Why Workers’ Unions, Equal Wages and Minimum Wages are as bad as Monopolies and Cartels

Here I’ll argue that workers’ unions have similarities to monopolies and that equal/minimum wages have similarities with cartels, and note the difference in how these are dealt with.

Monopolies and Cartels

Monopolies have a bad ring to them.  Nobody likes monopolies, in peoples’ minds manifested as huge, greedy monsters stealing your money.  Cartels are just large companies joining forces and fixing prices to form a monopoly.  Bad.

There’s no doubt that monopoly abuse and cartels are bad.  Many socialists make the error of thinking that liberals like those things, but that is not true.  Cartels go against the very idea of liberalism: they artificially restrict the market and, by putting limits on the free market, inflate prices.  That’s also why cartels are illegal.  Monopolies are not in and of themselves evil.  A monopoly can arise if a company is selling goods or services better and/or cheaper than all competitors, thereby driving them out of the market.  They won because they were best.  As soon as a monopoly starts abusing its monopoly status by artificially increasing prices, decreasing quality or stopping development, though, it becomes evil.  Most of the time, monopoly-abuse in a free market will be countered by the rise of new competitors selling better/cheaper products, thereby minimizing the power of the monopoly.  This is not always possible though, for example if the price to entry of a market is prohibitively high (such as making an independent railroad system).  This is why abusing monopoly power is illegal but monopolies are not.

Workers’ Unions and Equal/Minimum Wages

Workers’ unions, on the other hand are typically regarded as something positive.  They work for decent wages for workers and help defenseless hard-working poor wretches make a stand against greedy companies.  Equal pay and minimum wages ensures that nobody is cheated out of making a decent living out a job. Good.

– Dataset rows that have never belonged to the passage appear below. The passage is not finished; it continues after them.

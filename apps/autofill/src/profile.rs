//! Candidate profile (resume) loading. Read once at startup.

use std::io::ErrorKind;
use std::path::Path;

use anyhow::{Context, Result};
use tracing::{info, warn};

/// Used when no resume is available, so answers can still be produced.
pub const PLACEHOLDER_PROFILE: &str = "\
Skills: Python, Machine Learning, TensorFlow, PyTorch, AWS, Docker
Experience: 3 years as Machine Learning Engineer
- Built recommendation systems serving 1M+ users
- Deployed ML models to production using AWS SageMaker
- Developed NLP pipelines for text classification
Education: BS Computer Science
Target Role: Senior Machine Learning Engineer";

/// Loads the resume text from `path`. PDFs are converted to text; anything
/// else is read as UTF-8. A missing or blank resume yields the placeholder.
pub fn load_profile_text(path: &Path) -> Result<String> {
    let is_pdf = path
        .extension()
        .is_some_and(|ext| ext.eq_ignore_ascii_case("pdf"));

    let raw = if is_pdf {
        if !path.exists() {
            return Ok(placeholder(path));
        }
        pdf_extract::extract_text(path)
            .with_context(|| format!("Failed to extract text from {}", path.display()))?
    } else {
        match std::fs::read_to_string(path) {
            Ok(text) => text,
            Err(e) if e.kind() == ErrorKind::NotFound => return Ok(placeholder(path)),
            Err(e) => {
                return Err(e).with_context(|| format!("Failed to read resume {}", path.display()))
            }
        }
    };

    let text = raw.trim();
    if text.is_empty() {
        warn!("Resume at {} is empty, using placeholder profile", path.display());
        return Ok(PLACEHOLDER_PROFILE.to_string());
    }

    info!("Loaded resume from {} ({} chars)", path.display(), text.len());
    Ok(text.to_string())
}

fn placeholder(path: &Path) -> String {
    warn!(
        "Resume not found at {}, using placeholder profile. Add your actual resume there!",
        path.display()
    );
    PLACEHOLDER_PROFILE.to_string()
}
use std::sync::Arc;

use tokio::sync::Mutex;

use crate::answers::resolver::AnswerResolver;
use crate::answers::store::AnswerStore;
use crate::config::Config;
use crate::llm_client::TextGenerator;

/// Shared application state injected into all route handlers via Axum extractors.
#[derive(Clone)]
pub struct AppState {
    /// The one answer store for this process; the resolver shares the same lock.
    pub store: Arc<Mutex<AnswerStore>>,
    pub resolver: AnswerResolver,
    /// Provider chain used for everything that is not a form-field answer.
    pub generator: Arc<dyn TextGenerator>,
    /// Candidate resume text, loaded once at startup.
    pub profile: Arc<str>,
    pub config: Config,
}

impl AppState {
    pub fn new(
        store: AnswerStore,
        generator: Arc<dyn TextGenerator>,
        profile: String,
        config: Config,
    ) -> Self {
        let store = Arc::new(Mutex::new(store));
        let profile: Arc<str> = profile.into();
        let resolver = AnswerResolver::new(store.clone(), generator.clone(), profile.clone())
            .with_threshold(config.fuzzy_threshold);

        Self {
            store,
            resolver,
            generator,
            profile,
            config,
        }
    }
}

See the double standard?  When companies band together to get better prices, it’s illegal and bad, whereas when workers band together it’s good.  The difference is solely a matter of size and rhetorics.  Granted, when workers’ unions first started, there was a need for them – the employers were in a de factor union, abusing their power to pay workers much less than they were worth.  This is not so anymore.  Granted, employers are still in unions, but these unions are severely hamstrung by government regulation in most parts of the world.  Aside from the fact that waging a cold war between the unions of workers and employers in the labor market is counter-productive, the shift of power had had some significant and unfortunate effects.

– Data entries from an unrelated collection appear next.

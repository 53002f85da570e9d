//! Ordered provider chain: backends are tried in sequence and the first
//! success wins. Callers only ever see one `TextGenerator`.

use std::sync::Arc;

use async_trait::async_trait;
use tracing::warn;

use super::{LlmError, TextGenerator};

pub struct FallbackGenerator {
    backends: Vec<Arc<dyn TextGenerator>>,
}

impl FallbackGenerator {
    pub fn new(backends: Vec<Arc<dyn TextGenerator>>) -> Self {
        Self { backends }
    }

    pub fn is_empty(&self) -> bool {
        self.backends.is_empty()
    }

    pub fn backend_names(&self) -> Vec<&str> {
        self.backends.iter().map(|b| b.name()).collect()
    }
}

#[async_trait]
impl TextGenerator for FallbackGenerator {
    async fn generate(&self, system: &str, prompt: &str) -> Result<String, LlmError> {
        let mut last_error: Option<LlmError> = None;

        for (i, backend) in self.backends.iter().enumerate() {
            match backend.generate(system, prompt).await {
                Ok(text) => return Ok(text),
                Err(e) => {
                    if i + 1 < self.backends.len() {
                        warn!("{} failed ({}), falling back to next provider", backend.name(), e);
                    }
                    last_error = Some(e);
                }
            }
        }

        Err(last_error.unwrap_or(LlmError::NoBackends))
    }

    fn name(&self) -> &str {
        "fallback"
    }
}

#[cfg(test)]
mod tests {
    use super::*;
    use std::sync::atomic::{AtomicU32, Ordering};

    struct Scripted {
        name: &'static str,
        reply: Option<&'static str>,
        calls: AtomicU32,
    }

    impl Scripted {
        fn ok(name: &'static str, reply: &'static str) -> Arc<Self> {
            Arc::new(Self {
                name,
                reply: Some(reply),
                calls: AtomicU32::new(0),
            })
        }

        fn failing(name: &'static str) -> Arc<Self> {
            Arc::new(Self {
                name,
                reply: None,
                calls: AtomicU32::new(0),
            })
        }
    }

    #[async_trait]
    impl TextGenerator for Scripted {
        async fn generate(&self, _system: &str, _prompt: &str) -> Result<String, LlmError> {
            self.calls.fetch_add(1, Ordering::SeqCst);
            self.reply.map(str::to_string).ok_or(LlmError::Api {
                status: 503,
                message: format!("{} unavailable", self.name),
            })
        }

        fn name(&self) -> &str {
            self.name
        }
    }

    #[tokio::test]
    async fn test_first_success_short_circuits() {
        let first = Scripted::ok("fireworks", "Yes");
        let second = Scripted::ok("openai", "No");
        let chain = FallbackGenerator::new(vec![first.clone(), second.clone()]);

        assert_eq!(chain.generate("s", "p").await.unwrap(), "Yes");
        assert_eq!(first.calls.load(Ordering::SeqCst), 1);
        assert_eq!(second.calls.load(Ordering::SeqCst), 0);
    }

    #[tokio::test]
    async fn test_falls_back_in_order() {
        let first = Scripted::failing("fireworks");
        let second = Scripted::ok("openai", "No");
        let chain = FallbackGenerator::new(vec![first.clone(), second.clone()]);

        assert_eq!(chain.generate("s", "p").await.unwrap(), "No");
        assert_eq!(first.calls.load(Ordering::SeqCst), 1);
        assert_eq!(second.calls.load(Ordering::SeqCst), 1);
    }

    #[tokio::test]
    async fn test_all_failing_returns_last_error() {
        let chain = FallbackGenerator::new(vec![
            Scripted::failing("fireworks"),
            Scripted::failing("openai"),
        ]);

        match chain.generate("s", "p").await {
            Err(LlmError::Api { message, .. }) => assert_eq!(message, "openai unavailable"),
            other => panic!("unexpected result: {other:?}"),
        }
    }

    #[tokio::test]
    async fn test_empty_chain() {
        let chain = FallbackGenerator::new(vec![]);
        assert!(chain.is_empty());
        assert!(matches!(
            chain.generate("s", "p").await,
            Err(LlmError::NoBackends)
        ));
    }

    #[test]
    fn test_backend_names_in_order() {
        let chain = FallbackGenerator::new(vec![
            Scripted::ok("fireworks", "x"),
            Scripted::ok("openai", "y"),
        ]);
        assert_eq!(chain.backend_names(), vec!["fireworks", "openai"]);
    }
}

One of the worst things workers’ unions have brought to the world is the ridiculous idea that everybody is equal.  Naturally, everybody should have equal opportunities, but not everybody used their opportunities and end up being equally valuable for an employer. Even from birth not everybody are equal – roughly 50% of the population is significantly better than the rest at giving birth, for example –but more seriously, some are better equipped for physical work than others and some are better equipped for metal work.  We may value everybody equally as human beings, but in the job market, this is just not true.  A person with a relevant and up-to-date education as well as experience is naturally more valuable to an employer than one with no/the wrong education or no experience.  Wages to a certain degree also reflect this.  In addition wages also reflect the rarity/surplus availability of people with a certain skill: a high-ly trained professional get a higher wage than a person performing in a lower-level position, such as flipping burgers, which everybody (almost) should be able to.

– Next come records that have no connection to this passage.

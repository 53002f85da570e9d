//! Anthropic Messages API backend.
//!
//! Model: claude-sonnet-4-5 (fixed, not configurable)

use async_trait::async_trait;
use reqwest::Client;
use secrecy::{ExposeSecret, Secret};
use serde::{Deserialize, Serialize};
use tracing::{debug, warn};

use super::{retry_delay, LlmError, TextGenerator, MAX_RETRIES, REQUEST_TIMEOUT};

const ANTHROPIC_API_URL: &str = "https://api.anthropic.com/v1/messages";
const ANTHROPIC_VERSION: &str = "2023-06-01";
/// The model used for all Anthropic calls.
pub const MODEL: &str = "claude-sonnet-4-5";
const MAX_TOKENS: u32 = 2000;

#[derive(Debug, Serialize)]
struct AnthropicRequest<'a> {
    model: &'a str,
    max_tokens: u32,
    system: &'a str,
    messages: Vec<AnthropicMessage<'a>>,
}

#[derive(Debug, Serialize)]
struct AnthropicMessage<'a> {
    role: &'a str,
    content: &'a str,
}

#[derive(Debug, Deserialize)]
pub struct LlmResponse {
    pub content: Vec<ContentBlock>,
    pub usage: Usage,
}

#[derive(Debug, Deserialize)]
pub struct ContentBlock {
    #[serde(rename = "type")]
    pub block_type: String,
    pub text: Option<String>,
}

#[derive(Debug, Deserialize)]
pub struct Usage {
    pub input_tokens: u32,
    pub output_tokens: u32,
}

impl LlmResponse {
    /// Extracts the text content from the first text block.
    pub fn text(&self) -> Option<&str> {
        self.content
            .iter()
            .find(|b| b.block_type == "text")
            .and_then(|b| b.text.as_deref())
    }
}

#[derive(Debug, Deserialize)]
struct AnthropicError {
    error: AnthropicErrorBody,
}

#[derive(Debug, Deserialize)]
struct AnthropicErrorBody {
    message: String,
}

/// Wraps the Anthropic Messages API with retry logic.
#[derive(Clone)]
pub struct AnthropicClient {
    client: Client,
    api_key: Secret<String>,
}

impl AnthropicClient {
    pub fn new(api_key: String) -> Result<Self, LlmError> {
        Ok(Self {
            client: Client::builder().timeout(REQUEST_TIMEOUT).build()?,
            api_key: Secret::new(api_key),
        })
    }

    /// Makes a raw call to the Claude API, returning the full response object.
    /// Retries on 429 (rate limit) and 5xx errors with exponential backoff.
    pub async fn call(&self, prompt: &str, system: &str) -> Result<LlmResponse, LlmError> {
        let request_body = AnthropicRequest {
            model: MODEL,
            max_tokens: MAX_TOKENS,
            system,
            messages: vec![AnthropicMessage {
                role: "user",
                content: prompt,
            }],
        };

        let mut last_error: Option<LlmError> = None;

        for attempt in 0..MAX_RETRIES {
            if attempt > 0 {
                let delay = retry_delay(attempt);
                warn!(
                    "Anthropic call attempt {} failed, retrying after {}ms...",
                    attempt,
                    delay.as_millis()
                );
                tokio::time::sleep(delay).await;
            }

            let response = self
                .client
                .post(ANTHROPIC_API_URL)
                .header("x-api-key", self.api_key.expose_secret())
                .header("anthropic-version", ANTHROPIC_VERSION)
                .header("content-type", "application/json")
                .json(&request_body)
                .send()
                .await;

            let response = match response {
                Ok(r) => r,
                Err(e) => {
                    last_error = Some(LlmError::Http(e));
                    continue;
                }
            };

            let status = response.status();

            if status.as_u16() == 429 || status.is_server_error() {
                let body = response.text().await.unwrap_or_default();
                warn!("Anthropic API returned {}: {}", status, body);
                last_error = Some(LlmError::Api {
                    status: status.as_u16(),
                    message: body,
                });
                continue;
            }

            if !status.is_success() {
                let body = response.text().await.unwrap_or_default();
                let message = serde_json::from_str::<AnthropicError>(&body)
                    .map(|e| e.error.message)
                    .unwrap_or(body);
                return Err(LlmError::Api {
                    status: status.as_u16(),
                    message,
                });
            }

            let llm_response: LlmResponse = response.json().await?;

            debug!(
                "Anthropic call succeeded: input_tokens={}, output_tokens={}",
                llm_response.usage.input_tokens, llm_response.usage.output_tokens
            );

            return Ok(llm_response);
        }

        Err(last_error.unwrap_or(LlmError::RateLimited {
            retries: MAX_RETRIES,
        }))
    }
}

#[async_trait]
impl TextGenerator for AnthropicClient {
    async fn generate(&self, system: &str, prompt: &str) -> Result<String, LlmError> {
        let response = self.call(prompt, system).await?;
        response
            .text()
            .map(str::to_string)
            .ok_or(LlmError::EmptyContent)
    }

    fn name(&self) -> &str {
        "Anthropic"
    }
}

Workers’ unions mostly accept these inequalities in wages, but insist that equal work results in equal wages.  Two persons hired for the same position do not necessarily have the same value to an employer, though.  As an example, a saying about computer programmers goes as follows: the best programmer is 10 times more productive than the average programmer and the worst programmer is 10 times less productive.  While the numbers are up for discussion, there is certainly truth to the fact that two persons hired for the same position are not necessarily equal. Equal wages for equal work is in principle nice, but the problem is that workers’ unions enjoy a monopoly on salary negotiations, and they negotiate both on behalf of the best and the worst worker.  This leads to two problems: first, it is not easy to distinguish these, at least not by a union far away from the actual working place, and, second, the union has a conflict of interest between trying to get the best salary for the best worker and trying to get a completive salary for the below average worker.  Both problems can, superficially at least, be solved by simply putting people into boxes: you are hired for this position, ergo your salary is x – equal pay for equal obligations rather than equal pay based on actual performance.  You no longer have to distinguish between the best and worse employee: if they are in the same position, they get the same, and you no longer have a conflict of interest; as you only have one group to cater to, you simply try getting the highest salary for that group.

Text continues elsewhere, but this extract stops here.